Ten state legislatures are considering legislation to permit concealed firearms on college campuses. Supporters argue that firearms, especially in the hands of women, give potential victims of sexual assault the power necessary to prevent or stop a sexual assault. “If these young, hot little girls on campus have a firearm, I wonder how many men will want to assault them,” Michele Fiore, a Republican assemblywoman in Nevada, told the New York Times.

While the Editorial Board is wholeheartedly committed to preventing sexual assault on college campuses, we believe that this proposed legislation will do more harm than good. Concealed carry on college campuses not only misses many of the main points of sexual assault advocacy, it also places campus communities in grave danger.

Guns, as tools, do not have the ability to address the root problem of sexual assault: perpetrators. Arming potential sexual assault survivors puts the onus of their protection on the potential survivors, instead of on potential perpetrators to avoid committing sexual assaults and on bystanders to intervene. Both universities and policymakers alike should foster a campus culture where potential sexual assaults are recognized and stopped before they happen, not one in which students must rely on guns to ensure their own safety.

Even if universities ultimately allow concealed carry, in reality, a potential sexual assault victim would find it impractical to carry around firearms for self-defense, especially considering who sexual assault perpetrators are. According to the National Institute of Justice, 90 percent of survivors in reported college sexual assaults knew their assailants. This indicates that many sexual assaults on college campuses occur in seemingly safe and ordinary situations, in which a gun would not be easily accessible.

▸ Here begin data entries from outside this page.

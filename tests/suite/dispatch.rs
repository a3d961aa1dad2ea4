use crate::common::{build_pdf, build_png};
use evidentia::{analyze, FileInput, FileKind, Metadata};

#[test]
fn declared_mime_wins_over_extension() {
    // image/png declared on a .dat file: MIME dispatch must win.
    let data = build_png(&[(b"IEND", &[])]);
    let input = FileInput::new(data)
        .with_mime("image/png")
        .with_file_name("capture.dat");
    let report = analyze(&input);
    assert_eq!(report.file_type, FileKind::Png);
    assert!(report.chunks.is_some());
}

#[test]
fn extension_routes_without_mime() {
    let data = build_pdf("/Title (t)");
    let input = FileInput::new(data).with_file_name("export.pdf");
    let report = analyze(&input);
    assert_eq!(report.file_type, FileKind::Pdf);
}

#[test]
fn unmatched_input_gets_generic_fallback() {
    // Unsupported format is a signal, not an error: empty metadata and no
    // warnings.
    let input = FileInput::new(&b"neither mime nor extension match"[..])
        .with_file_name("blob.xyz");
    let report = analyze(&input);
    assert_eq!(report.file_type, FileKind::Unknown);
    assert_eq!(report.metadata, Metadata::unsupported());
    assert!(report.warnings.is_empty());
}

#[test]
fn exactly_one_parser_runs() {
    // A PDF body declared as PNG: the PNG parser runs (and complains), the
    // PDF parser does not — no JavaScript warnings can appear.
    let mut data = build_pdf("/Title (t)");
    data.extend(b"/JavaScript marker in tail");
    let input = FileInput::new(data).with_mime("image/png");
    let report = analyze(&input);
    assert_eq!(report.file_type, FileKind::Png);
    assert!(!report.warnings.iter().any(|w| w.contains("JavaScript")));
    assert!(report
        .warnings
        .iter()
        .any(|w| w.contains("PNG signature")));
}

Self-defense concerns aside, concealed carry is unsafe on campuses for many of the same reasons that concealed carry is unsafe in other public spaces. A Jan. 2013 Mother Jones article found that the states with the highest gun ownership rates have a gun murder rate 114 percent higher than those with lower ownership rates. Moreover, for each person who used a gun for self-defense at home, seven people used it in assaults or murders, 11 committed suicide, and four people caused firearms accidents. Putting deadly weapons in the hands of college students, who live in close quarters with their peers, socialize at parties, and undergo high-stress periods of homework and extracurriculars only breeds the potential for unnecessary, heedless, and accidental violence.

Additionally, arming college students seriously calls into question whether campus police should also be armed—another unnecessarily dangerous outcome. During weekends, when intoxicants fuel much of the night life, concealed carry could easily bring deadly tragedies to college campuses. Weapons can easily escalate a noise complaint into a violent confrontation.

Sexual assaults on college campuses need major legislative attention, but putting guns into the hands of college students does nothing to address the underlying causes of sexual assaults. It only creates a greater potential for unneeded violence and death.